Running PHP under Apache on IBM i

This is IBM’s traditional path: the bundled IBM HTTP Server (Apache) handles the request, hands .php files off to a FastCGI process group running php-cgi, and returns the result. It’s well-trodden, configurable through a web interface, and what most existing IBM i shops are running today.

If you don’t already have a strong reason to choose NGINX, Apache is the lower-friction starting point.


1. Create the Apache instance

Open the IBM HTTP Admin interface in a browser:

http://YOUR-IBM-I-IP:2001/HTTPAdmin

The HTTP Admin interface only loads if the Admin Server is running on the partition. If the page won’t load, an admin needs to start it. See IBM’s Manage server documentation for the command.

Click Create HTTP Server in the top left, and walk through the wizard. Note the web-root paths it creates — typically /www/<server-name>/htdocs for the document root and /www/<server-name>/conf for the configuration. The rest of this chapter assumes the defaults; adjust accordingly if you customized them.


2. Configure Apache to run PHP

Use the Edit Configuration File option in the left panel of HTTP Admin and add the following near the top of the config:

# Load Apache's FastCGI support (originally created for Zend)
LoadModule zend_enabler_module /QSYS.LIB/QHTTPSVR.LIB/QZFAST.SRVPGM

# Tell Apache that any .php file should be handled by FastCGI
AddType    application/x-httpd-php .php
AddHandler fastcgi-script .php

# Allow URLs without /index.php
DirectoryIndex index.php index.html

Click OK at the bottom of the page to save.


3. Configure FastCGI

Apache now knows to route .php files to a FastCGI handler — but the handler itself isn’t configured yet. Without this step, your browser will simply download the PHP source instead of executing it.

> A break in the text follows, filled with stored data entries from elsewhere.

//! Query parameters for list endpoints
//!
//! ```rust
//! use catalog_service::handlers::PageQuery;
//!
//! let query = PageQuery { page: Some(3), nr: None };
//! assert_eq!(query.page_number(), 3);
//! assert_eq!(query.page_size(10), 10);
//! ```

use serde::{Deserialize, Serialize};

/// Page used when the request does not name one
pub const DEFAULT_PAGE: i64 = 1;

/// `?page=&nr=` on list endpoints
///
/// Values are passed through unchecked; the repository rejects a page or
/// page size below 1.
#[derive(Debug, Clone, Copy, Default, PartialEq, Eq, Serialize, Deserialize)]
pub struct PageQuery {
    /// 1-indexed page number
    #[serde(skip_serializing_if = "Option::is_none")]
    pub page: Option<i64>,

    /// Page size
    #[serde(skip_serializing_if = "Option::is_none")]
    pub nr: Option<i64>,
}

impl PageQuery {
    #[must_use]
    pub fn page_number(&self) -> i64 {
        self.page.unwrap_or(DEFAULT_PAGE)
    }

    /// Requested page size, or `default` when absent
    #[must_use]
    pub fn page_size(&self, default: i64) -> i64 {
        self.nr.unwrap_or(default)
    }
}
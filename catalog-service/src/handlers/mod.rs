//! HTTP boundary for the catalog
//!
//! Request bodies are validated here before any repository call; repository
//! failures are mapped onto status codes by [`ApiError`].
//!
//! # Routes
//!
//! | Method | Path | |
//! |---|---|---|
//! | GET | `/{collection}?page=&nr=` | one page in id order |
//! | GET | `/{collection}/{id}` | 404 when absent |
//! | POST | `/{collection}` | create from a body without `id` |
//! | PUT | `/{collection}` | replace the entity named by the body `id` |
//! | DELETE | `/{collection}/{id}` | 400 when absent or still referenced |
//! | GET | `/authors/{id}/books`, `/categories/{id}/books` | back-references |
//!
//! `{collection}` is one of `authors`, `categories` or `books`.

mod dto;
mod error;
mod query;
mod routes;
mod validation;

pub use dto::{BookDto, CreateBookDto, CreateNamedDto, NamedDto, PageResponse, WireEntity};
pub use error::{ApiError, ApiErrorKind, ApiErrorResponse, ApiOperation};
pub use query::{PageQuery, DEFAULT_PAGE};
pub use routes::{collection_routes, router};
pub use validation::{FieldError, Validator, MAX_NAME_LENGTH};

Create a file named fastcgi.conf in /www/<server-name>/conf with the following contents:

Server type="application/x-httpd-php" \
       CommandLine="/QOpenSys/pkgs/bin/php-cgi" \
       StartProcesses="1" \
       SetEnv="PHP_FCGI_CHILDREN=10"

PHP_FCGI_CHILDREN=10 starts ten PHP worker processes. Each handles one request at a time, so this is effectively your concurrency cap. Increase it if you start seeing requests queue under load (more on tuning below).

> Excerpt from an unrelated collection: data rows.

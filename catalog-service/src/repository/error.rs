//! Repository error types
//!
//! Every storage failure is classified into a [`RepositoryErrorKind`] before
//! it leaves the repository, so callers can decide on a response without
//! inspecting driver errors.
//!
//! # Example
//!
//! ```rust
//! use catalog_service::repository::{RepositoryError, RepositoryErrorKind, RepositoryOperation};
//!
//! let error = RepositoryError::not_found(RepositoryOperation::Delete, "Author", 42);
//! assert!(matches!(error.kind, RepositoryErrorKind::NotFound));
//! assert_eq!(error.entity_id, Some(42));
//! ```

use std::fmt;

use sqlx::error::ErrorKind as SqlxErrorKind;

/// SQLite primary result codes that signal contention rather than a bad statement
const SQLITE_BUSY: i32 = 5;
const SQLITE_LOCKED: i32 = 6;
const SQLITE_CONSTRAINT: i32 = 19;
const SQLITE_CONSTRAINT_FOREIGNKEY: i32 = 787;
const SQLITE_CONSTRAINT_TRIGGER: i32 = 1811;

/// Operation being performed when the repository error occurred
#[derive(Debug, Clone, Copy, PartialEq, Eq, Hash)]
pub enum RepositoryOperation {
    /// Persisting a new entity
    Create,
    /// Reading a single entity by primary key
    GetById,
    /// Reading one page of entities
    List,
    /// Overwriting the mutable fields of an entity
    Update,
    /// Removing an entity
    Delete,
    /// Reading entities that reference a parent
    LoadRelated,
}

impl fmt::Display for RepositoryOperation {
    fn fmt(&self, f: &mut fmt::Formatter<'_>) -> fmt::Result {
        match self {
            Self::Create => write!(f, "create"),
            Self::GetById => write!(f, "get_by_id"),
            Self::List => write!(f, "list"),
            Self::Update => write!(f, "update"),
            Self::Delete => write!(f, "delete"),
            Self::LoadRelated => write!(f, "load_related"),
        }
    }
}

/// Category of repository error
#[derive(Debug, Clone, Copy, PartialEq, Eq, Hash)]
pub enum RepositoryErrorKind {
    /// The targeted id does not exist
    NotFound,
    /// Storage rejected the write (foreign key, length or uniqueness rule)
    ConstraintViolation,
    /// Caller-supplied arguments are out of range
    InvalidArgument,
    /// Storage could not be reached or is contended; may succeed later
    StorageUnavailable,
    /// Any other storage failure
    DatabaseError,
}

impl fmt::Display for RepositoryErrorKind {
    fn fmt(&self, f: &mut fmt::Formatter<'_>) -> fmt::Result {
        match self {
            Self::NotFound => write!(f, "not_found"),
            Self::ConstraintViolation => write!(f, "constraint_violation"),
            Self::InvalidArgument => write!(f, "invalid_argument"),
            Self::StorageUnavailable => write!(f, "storage_unavailable"),
            Self::DatabaseError => write!(f, "database_error"),
        }
    }
}

/// Structured repository error with operation context
///
/// ```rust
/// use catalog_service::repository::{RepositoryError, RepositoryOperation};
///
/// let error = RepositoryError::not_found(RepositoryOperation::Update, "Book", 9);
/// assert_eq!(
///     error.to_string(),
///     "Repository not_found error during update: Entity not found [Book: 9]"
/// );
/// ```
#[derive(Debug, Clone, PartialEq, Eq)]
pub struct RepositoryError {
    /// The operation being performed when the error occurred
    pub operation: RepositoryOperation,
    /// The category of error
    pub kind: RepositoryErrorKind,
    /// Human-readable error message
    pub message: String,
    /// The type of entity involved (e.g., "Book")
    pub entity_type: Option<String>,
    /// The id of the entity involved
    pub entity_id: Option<i64>,
}

impl RepositoryError {
    /// Create a new repository error
    pub fn new(
        operation: RepositoryOperation,
        kind: RepositoryErrorKind,
        message: impl Into<String>,
    ) -> Self {
        Self {
            operation,
            kind,
            message: message.into(),
            entity_type: None,
            entity_id: None,
        }
    }

    /// Create a "not found" error with entity context
    pub fn not_found(
        operation: RepositoryOperation,
        entity_type: impl Into<String>,
        entity_id: i64,
    ) -> Self {
        Self::new(operation, RepositoryErrorKind::NotFound, "Entity not found")
            .with_entity(entity_type, entity_id)
    }

    /// Create an invalid argument error
    pub fn invalid_argument(operation: RepositoryOperation, message: impl Into<String>) -> Self {
        Self::new(operation, RepositoryErrorKind::InvalidArgument, message)
    }

    /// Create a constraint violation error
    pub fn constraint_violation(
        operation: RepositoryOperation,
        message: impl Into<String>,
    ) -> Self {
        Self::new(operation, RepositoryErrorKind::ConstraintViolation, message)
    }

    /// Create a storage unavailable error
    pub fn storage_unavailable(operation: RepositoryOperation, message: impl Into<String>) -> Self {
        Self::new(operation, RepositoryErrorKind::StorageUnavailable, message)
    }

    /// Create a database error
    pub fn database_error(operation: RepositoryOperation, message: impl Into<String>) -> Self {
        Self::new(operation, RepositoryErrorKind::DatabaseError, message)
    }

    /// Classify a driver error raised while performing `operation`
    pub fn from_sqlx(operation: RepositoryOperation, err: sqlx::Error) -> Self {
        use sqlx::Error as E;
        match err {
            E::RowNotFound => Self::new(operation, RepositoryErrorKind::NotFound, "Row not found"),
            E::PoolTimedOut => {
                Self::storage_unavailable(operation, "Connection pool timed out")
            }
            E::PoolClosed => Self::storage_unavailable(operation, "Connection pool is closed"),
            E::WorkerCrashed => Self::storage_unavailable(operation, "Database worker crashed"),
            E::Io(e) => Self::storage_unavailable(operation, e.to_string()),
            E::Tls(e) => Self::storage_unavailable(operation, format!("TLS error: {}", e)),
            E::Database(db_err) => {
                let kind = match db_err.kind() {
                    SqlxErrorKind::UniqueViolation
                    | SqlxErrorKind::ForeignKeyViolation
                    | SqlxErrorKind::NotNullViolation
                    | SqlxErrorKind::CheckViolation => RepositoryErrorKind::ConstraintViolation,
                    _ if is_constraint(db_err.code().as_deref()) => {
                        RepositoryErrorKind::ConstraintViolation
                    }
                    _ if is_contention(db_err.code().as_deref()) => {
                        RepositoryErrorKind::StorageUnavailable
                    }
                    _ => RepositoryErrorKind::DatabaseError,
                };
                Self::new(operation, kind, db_err.message())
            }
            other => Self::database_error(operation, other.to_string()),
        }
    }

    /// Add entity context to an existing error
    #[must_use]
    pub fn with_entity(mut self, entity_type: impl Into<String>, entity_id: i64) -> Self {
        self.entity_type = Some(entity_type.into());
        self.entity_id = Some(entity_id);
        self
    }

    /// Add only the entity type, for errors not tied to one row
    #[must_use]
    pub fn with_entity_type(mut self, entity_type: impl Into<String>) -> Self {
        self.entity_type = Some(entity_type.into());
        self
    }

    /// Replace the message, keeping kind and context
    #[must_use]
    pub fn with_message(mut self, message: impl Into<String>) -> Self {
        self.message = message.into();
        self
    }

    /// Check if this error is retriable (transient errors that may succeed on retry)
    ///
    /// The repository never retries on its own; this is a hint for callers.
    pub fn is_retriable(&self) -> bool {
        matches!(self.kind, RepositoryErrorKind::StorageUnavailable)
    }
}

/// SQLite reports extended result codes; the low byte is the primary code
fn result_code(code: Option<&str>) -> Option<i32> {
    code.and_then(|c| c.parse::<i32>().ok())
}

fn is_contention(code: Option<&str>) -> bool {
    result_code(code)
        .map(|c| matches!(c & 0xff, SQLITE_BUSY | SQLITE_LOCKED))
        .unwrap_or(false)
}

fn is_constraint(code: Option<&str>) -> bool {
    result_code(code)
        .map(|c| c & 0xff == SQLITE_CONSTRAINT)
        .unwrap_or(false)
}

/// Whether a driver error is a foreign key failure
///
/// `ON DELETE RESTRICT` surfaces as `SQLITE_CONSTRAINT_TRIGGER` rather than
/// `SQLITE_CONSTRAINT_FOREIGNKEY`, which the driver does not map to
/// [`SqlxErrorKind::ForeignKeyViolation`].
pub(crate) fn is_foreign_key_failure(err: &sqlx::Error) -> bool {
    match err {
        sqlx::Error::Database(db_err) => {
            db_err.is_foreign_key_violation()
                || matches!(
                    result_code(db_err.code().as_deref()),
                    Some(SQLITE_CONSTRAINT_FOREIGNKEY | SQLITE_CONSTRAINT_TRIGGER)
                )
        }
        _ => false,
    }
}

impl fmt::Display for RepositoryError {
    fn fmt(&self, f: &mut fmt::Formatter<'_>) -> fmt::Result {
        write!(
            f,
            "Repository {} error during {}: {}",
            self.kind, self.operation, self.message
        )?;
        match (&self.entity_type, self.entity_id) {
            (Some(entity_type), Some(entity_id)) => write!(f, " [{}: {}]", entity_type, entity_id)?,
            (Some(entity_type), None) => write!(f, " [{}]", entity_type)?,
            _ => {}
        }
        Ok(())
    }
}

impl std::error::Error for RepositoryError {}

Start the web server, either through the HTTP Admin UI or with:

STRTCPSVR SERVER(*HTTP) HTTPSVR(yourservername)

4. Test

Drop an index.php into your web root containing:

<?php phpinfo(); ?>

Visit the virtual host you set up. If you see the PHP info page, you’re running PHP via the RPMs on Apache. If you instead get a download prompt or a 404, double-check the LoadModule, AddType, and fastcgi.conf steps above — that combination is where almost every problem lives.


The defaults work, but a few additions materially improve performance and prevent a common encoding issue. Add these to your Apache config:

# gzip compression — keep these near the top with the other LoadModules
LoadModule deflate_module /QSYS.LIB/QHTTPSVR.LIB/QZSRCORE.SRVPGM
AddOutputFilterByType DEFLATE \
    application/x-httpd-php \
    application/json \
    text/css \
    application/x-javascript \
    application/javascript \
    text/html

# Keep-alive and connection tuning
TimeOut          30000
KeepAliveTimeout 30
HotBackup        Off
ThreadsPerChild  40

# CCSID — fixes the "my output looks scrambled" problem most shops hit eventually
DefaultFsCCSID   37
CGIJobCCSID      37

The DefaultFsCCSID and CGIJobCCSID lines deserve a callout: when output looks like high-ASCII garbage, the cause is almost always a CCSID mismatch between the job running PHP and the data it’s reading. Setting both to 37 (the standard EBCDIC CCSID for U.S. English) resolves the most common version of this.

If your shop runs on a non-U.S. CCSID (e.g., 273, 285, 297, 1141), substitute that value instead of 37. The point is consistency between the filesystem CCSID, the job CCSID, and what your DB2 tables expect.


Tuning Apache and PHP for production

Getting PHP serving requests is one milestone. Sizing it correctly under load is another. Two articles are worth the read before you push to production:

The short version: start with PHP_FCGI_CHILDREN=10, watch your QHTTPSVR job memory and active request count under realistic load, and increase incrementally until p95 latency stops improving. Don’t blindly set this to 100; each child is a real PHP process with real memory cost.


Automating the Apache setup

Seiden Group publishes a tool, siteadd, that wraps the steps above into a single command:

Automatically configure IBM i Apache web server to run PHP with siteadd

If you’re standing up multiple instances or scripting environment setup, it’s worth using.